Love this! Make it a trilogy, since these things do continue…cut to age 15, son last night dramatically staggering, saying his muscles ache and he’s got a fever–also appearing by bed, startling me awake…a cold? Aspirin really is a wonder drug….


September 20, 2013 at 1:16 pm

So so so funny.


Alina Adams September 20, 2013 at 1:48 pm

Will you be releasing a CD of the songs, because I think my Mama would like to learn your Mama’s part and put it on infinite reprise.


Deb September 20, 2013 at 5:30 pm



Deborah J September 20, 2013 at 7:43 pm

Umm, so Mama was right?
*Ducks for cover…
Sorry, don’t know what I was thinking.


Selfish Mom
September 20, 2013 at 9:00 pm

WOW. Now you have to get a lawyer and find a loophole.

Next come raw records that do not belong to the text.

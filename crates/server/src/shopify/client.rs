//! Shopify Admin GraphQL API client.
//!
//! Posts handwritten query documents and deserializes the `data` payload
//! straight into caller-provided types.

use std::sync::Arc;

use secrecy::ExposeSecret;
use serde::{Deserialize, de::DeserializeOwned};
use tracing::instrument;

use super::{GraphQLError, ShopifyError};
use crate::config::ShopifyConfig;

/// Client for the Shopify Admin GraphQL API.
///
/// Cheap to clone; all clones share one connection pool.
#[derive(Clone)]
pub struct AdminClient {
    inner: Arc<AdminClientInner>,
}

struct AdminClientInner {
    client: reqwest::Client,
    endpoint: String,
    access_token: secrecy::SecretString,
}

/// GraphQL response wrapper.
#[derive(Debug, Deserialize)]
struct GraphQLResponse<T> {
    data: Option<T>,
    errors: Option<Vec<GraphQLError>>,
}

impl AdminClient {
    /// Create a new Admin API client for the configured shop.
    ///
    /// # Panics
    ///
    /// Panics if the HTTP client cannot be created. This should never happen
    /// under normal circumstances as we use standard TLS configuration.
    #[must_use]
    pub fn new(config: &ShopifyConfig) -> Self {
        let client = reqwest::Client::builder()
            .timeout(config.timeout)
            .build()
            .expect("Failed to create HTTP client");

        Self {
            inner: Arc::new(AdminClientInner {
                client,
                endpoint: config.graphql_endpoint(),
                access_token: config.access_token.clone(),
            }),
        }
    }

    /// Execute a GraphQL query.
    ///
    /// # Errors
    ///
    /// Returns `ShopifyError::RateLimited` if Shopify throttles the call.
    /// Returns `ShopifyError::Unauthorized` if the access token is rejected.
    /// Returns `ShopifyError::Timeout` if the configured deadline passes.
    /// Returns `ShopifyError::GraphQL` if the query returns errors.
    /// Returns `ShopifyError::Http` on other network failures.
    #[instrument(skip(self, query, variables))]
    pub async fn execute<T: DeserializeOwned>(
        &self,
        query: &str,
        variables: serde_json::Value,
    ) -> Result<T, ShopifyError> {
        let body = serde_json::json!({
            "query": query,
            "variables": variables,
        });

        let response = self
            .inner
            .client
            .post(&self.inner.endpoint)
            .header(
                "X-Shopify-Access-Token",
                self.inner.access_token.expose_secret(),
            )
            .header("Content-Type", "application/json")
            .json(&body)
            .send()
            .await
            .map_err(transport_error)?;

        let status = response.status();

        // Check for rate limiting
        if status == reqwest::StatusCode::TOO_MANY_REQUESTS {
            let retry_after = response
                .headers()
                .get("Retry-After")
                .and_then(|v| v.to_str().ok())
                .and_then(|s| s.parse().ok())
                .unwrap_or(60);
            return Err(ShopifyError::RateLimited(retry_after));
        }

        // Check for unauthorized
        if status == reqwest::StatusCode::UNAUTHORIZED {
            return Err(ShopifyError::Unauthorized);
        }

        // Get response body as text first for better error diagnostics; the
        // deadline can also fire mid-body, not just before the headers
        let response_text = response.text().await.map_err(transport_error)?;

        if !status.is_success() {
            tracing::error!(
                status = %status,
                body = %response_text.chars().take(500).collect::<String>(),
                "Admin API returned non-success status"
            );
            return Err(ShopifyError::GraphQL(vec![GraphQLError::from_message(
                format!(
                    "HTTP {status}: {}",
                    response_text.chars().take(200).collect::<String>()
                ),
            )]));
        }

        let graphql_response: GraphQLResponse<T> = match serde_json::from_str(&response_text) {
            Ok(r) => r,
            Err(e) => {
                tracing::error!(
                    error = %e,
                    body = %response_text.chars().take(500).collect::<String>(),
                    "Failed to parse Admin API GraphQL response"
                );
                return Err(ShopifyError::Parse(e));
            }
        };

        // Check for GraphQL errors
        if let Some(errors) = graphql_response.errors
            && !errors.is_empty()
        {
            tracing::debug!(errors = ?errors, "GraphQL errors in response");
            return Err(ShopifyError::GraphQL(errors));
        }

        graphql_response.data.ok_or_else(|| {
            tracing::error!(
                body = %response_text.chars().take(500).collect::<String>(),
                "Admin API response has no data and no errors"
            );
            ShopifyError::GraphQL(vec![GraphQLError::from_message(
                "No data in response".to_string(),
            )])
        })
    }
}

fn transport_error(error: reqwest::Error) -> ShopifyError {
    if error.is_timeout() {
        ShopifyError::Timeout
    } else {
        ShopifyError::Http(error)
    }
}
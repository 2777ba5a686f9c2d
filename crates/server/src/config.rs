//! Server configuration loaded from environment variables.
//!
//! # Environment Variables
//!
//! ## Upstream access (both needed for the swatches endpoint to serve data)
//! - `SHOPIFY_DOMAIN` - Shop domain (e.g., your-store.myshopify.com)
//! - `ADMIN_TOKEN` - Admin API access token
//!
//! When either is absent the server still starts; the swatches endpoint
//! reports the missing configuration on each request instead.
//!
//! ## Optional
//! - `SWATCH_HOST` - Bind address (default: 127.0.0.1)
//! - `SWATCH_PORT` - Listen port (default: 3000)
//! - `SHOPIFY_API_VERSION` - Admin API version (default: 2024-07)
//! - `SHOPIFY_ADMIN_ENDPOINT` - Full GraphQL endpoint URL, overrides the one
//!   derived from domain + version (useful against a local mock)
//! - `SHOPIFY_TIMEOUT_SECS` - Per-request upstream timeout (default: 30)
//! - `SWATCH_IMAGE_SOURCE` - `lookup` (default) resolves `main_image` media
//!   references with one node query per record; `inline` expects the page
//!   query to return the image URL alongside the field

use std::net::{IpAddr, SocketAddr};
use std::str::FromStr;
use std::time::Duration;

use secrecy::SecretString;
use thiserror::Error;

/// Configuration errors that can occur during loading.
#[derive(Debug, Error)]
pub enum ConfigError {
    #[error("Invalid environment variable {0}: {1}")]
    InvalidEnvVar(String, String),
}

/// Swatch relay application configuration.
#[derive(Debug, Clone)]
pub struct AppConfig {
    /// IP address to bind the server to
    pub host: IpAddr,
    /// Port to listen on
    pub port: u16,
    /// Shopify Admin API configuration, absent when credentials are not set
    pub shopify: Option<ShopifyConfig>,
}

/// Shopify Admin API configuration.
///
/// Implements `Debug` manually to redact the access token.
#[derive(Clone)]
pub struct ShopifyConfig {
    /// Shop domain (e.g., your-store.myshopify.com)
    pub domain: String,
    /// Admin API version segment (e.g., 2024-07)
    pub api_version: String,
    /// Admin API access token
    pub access_token: SecretString,
    /// Full GraphQL endpoint override; derived from domain + version when unset
    pub endpoint: Option<String>,
    /// Where `main_image` URLs come from
    pub image_source: ImageSource,
    /// Upstream request timeout
    pub timeout: Duration,
}

impl std::fmt::Debug for ShopifyConfig {
    fn fmt(&self, f: &mut std::fmt::Formatter<'_>) -> std::fmt::Result {
        f.debug_struct("ShopifyConfig")
            .field("domain", &self.domain)
            .field("api_version", &self.api_version)
            .field("access_token", &"[REDACTED]")
            .field("endpoint", &self.endpoint)
            .field("image_source", &self.image_source)
            .field("timeout", &self.timeout)
            .finish()
    }
}

/// How `main_image` field values get resolved to image URLs.
#[derive(Debug, Clone, Copy, PartialEq, Eq)]
pub enum ImageSource {
    /// Issue one `node(id:)` lookup per media reference (default)
    Lookup,
    /// Expect the page query to carry the image URL inline on the field
    Inline,
}

impl FromStr for ImageSource {
    type Err = String;

    fn from_str(s: &str) -> Result<Self, Self::Err> {
        match s.to_ascii_lowercase().as_str() {
            "lookup" => Ok(Self::Lookup),
            "inline" => Ok(Self::Inline),
            other => Err(format!("expected 'lookup' or 'inline', got '{other}'")),
        }
    }
}

impl AppConfig {
    /// Load configuration from environment variables.
    ///
    /// Calls `dotenvy::dotenv()` to load from `.env` file if present.
    ///
    /// # Errors
    ///
    /// Returns `ConfigError` if an optional variable is present but
    /// unparseable. Missing Shopify credentials are not an error here; they
    /// surface per request.
    pub fn from_env() -> Result<Self, ConfigError> {
        // Load .env file if present (ignore errors if not found)
        let _ = dotenvy::dotenv();

        let host = get_env_or_default("SWATCH_HOST", "127.0.0.1")
            .parse::<IpAddr>()
            .map_err(|e| ConfigError::InvalidEnvVar("SWATCH_HOST".to_string(), e.to_string()))?;
        let port = get_env_or_default("SWATCH_PORT", "3000")
            .parse::<u16>()
            .map_err(|e| ConfigError::InvalidEnvVar("SWATCH_PORT".to_string(), e.to_string()))?;
        let shopify = ShopifyConfig::from_env()?;

        Ok(Self {
            host,
            port,
            shopify,
        })
    }

    /// Returns the socket address for binding the server.
    #[must_use]
    pub const fn socket_addr(&self) -> SocketAddr {
        SocketAddr::new(self.host, self.port)
    }
}

impl ShopifyConfig {
    /// Load the Shopify block from environment.
    ///
    /// Returns `Ok(None)` when `SHOPIFY_DOMAIN` or `ADMIN_TOKEN` is unset or
    /// empty, so the server can boot without upstream access.
    fn from_env() -> Result<Option<Self>, ConfigError> {
        // Empty values behave like unset ones
        let domain = get_optional_env("SHOPIFY_DOMAIN").filter(|v| !v.is_empty());
        let token = get_optional_env("ADMIN_TOKEN").filter(|v| !v.is_empty());
        let (Some(domain), Some(token)) = (domain, token) else {
            return Ok(None);
        };

        let image_source = get_env_or_default("SWATCH_IMAGE_SOURCE", "lookup")
            .parse::<ImageSource>()
            .map_err(|e| ConfigError::InvalidEnvVar("SWATCH_IMAGE_SOURCE".to_string(), e))?;
        let timeout_secs = get_env_or_default("SHOPIFY_TIMEOUT_SECS", "30")
            .parse::<u64>()
            .map_err(|e| {
                ConfigError::InvalidEnvVar("SHOPIFY_TIMEOUT_SECS".to_string(), e.to_string())
            })?;

        Ok(Some(Self {
            domain,
            api_version: get_env_or_default("SHOPIFY_API_VERSION", "2024-07"),
            access_token: SecretString::from(token),
            endpoint: get_optional_env("SHOPIFY_ADMIN_ENDPOINT"),
            image_source,
            timeout: Duration::from_secs(timeout_secs),
        }))
    }

    /// Returns the GraphQL endpoint URL for this shop.
    #[must_use]
    pub fn graphql_endpoint(&self) -> String {
        self.endpoint.clone().unwrap_or_else(|| {
            format!(
                "https://{}/admin/api/{}/graphql.json",
                self.domain, self.api_version
            )
        })
    }
}

// =============================================================================
// Helper Functions
// =============================================================================

/// Get an optional environment variable.
fn get_optional_env(key: &str) -> Option<String> {
    std::env::var(key).ok()
}

/// Get an environment variable with a default value.
fn get_env_or_default(key: &str, default: &str) -> String {
    std::env::var(key).unwrap_or_else(|_| default.to_string())
}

Alexandra September 21, 2013 at 1:36 am

Ha! love what SueBob says, also, in answer to SueBob, ” certainly not here. You thought you saw hives? One day here and I’ll show you hives, Marinkangelina. Or, your son will, rather.

Anyway, my house is waaaay worse. Why my kids dose up on the inhaler before they hit the sack.



Christie September 21, 2013 at 8:54 am

Welcome to the motherhood sent me here. I think I love you. Hilarious.


dusty earth mother September 21, 2013 at 11:32 am

I think you just won a Tony for Original Play.


Darcy Perdu September 21, 2013 at 11:45 am

that’s the most hilarious hive story I’ve ever heard!


September 21, 2013 at 1:35 pm

I’m going to have to call you Tony, because best new play.


Carrie September 21, 2013 at 8:33 pm

When you hand him the $100 bill, saying of course, “sorry, i don’t have anything smaller” don’t forget to mention as you rub your chin to your shoulder “seeing as you took my last hundred I am going to have to charge you for all meals and board for say, the next month”

—>hilarious and can’t wait for Act 4!


anymommy September 22, 2013 at 1:11 pm

I knew this story was going to be good. I must know who played Mama?


Tinne from Tantrums and Tomatoes September 23, 2013 at 8:01 am

Brilliant, but a bummer about the lost bet.


tracy@sellabitmum September 24, 2013 at 7:22 am

I hope this hits Broadway soon! Hilarious!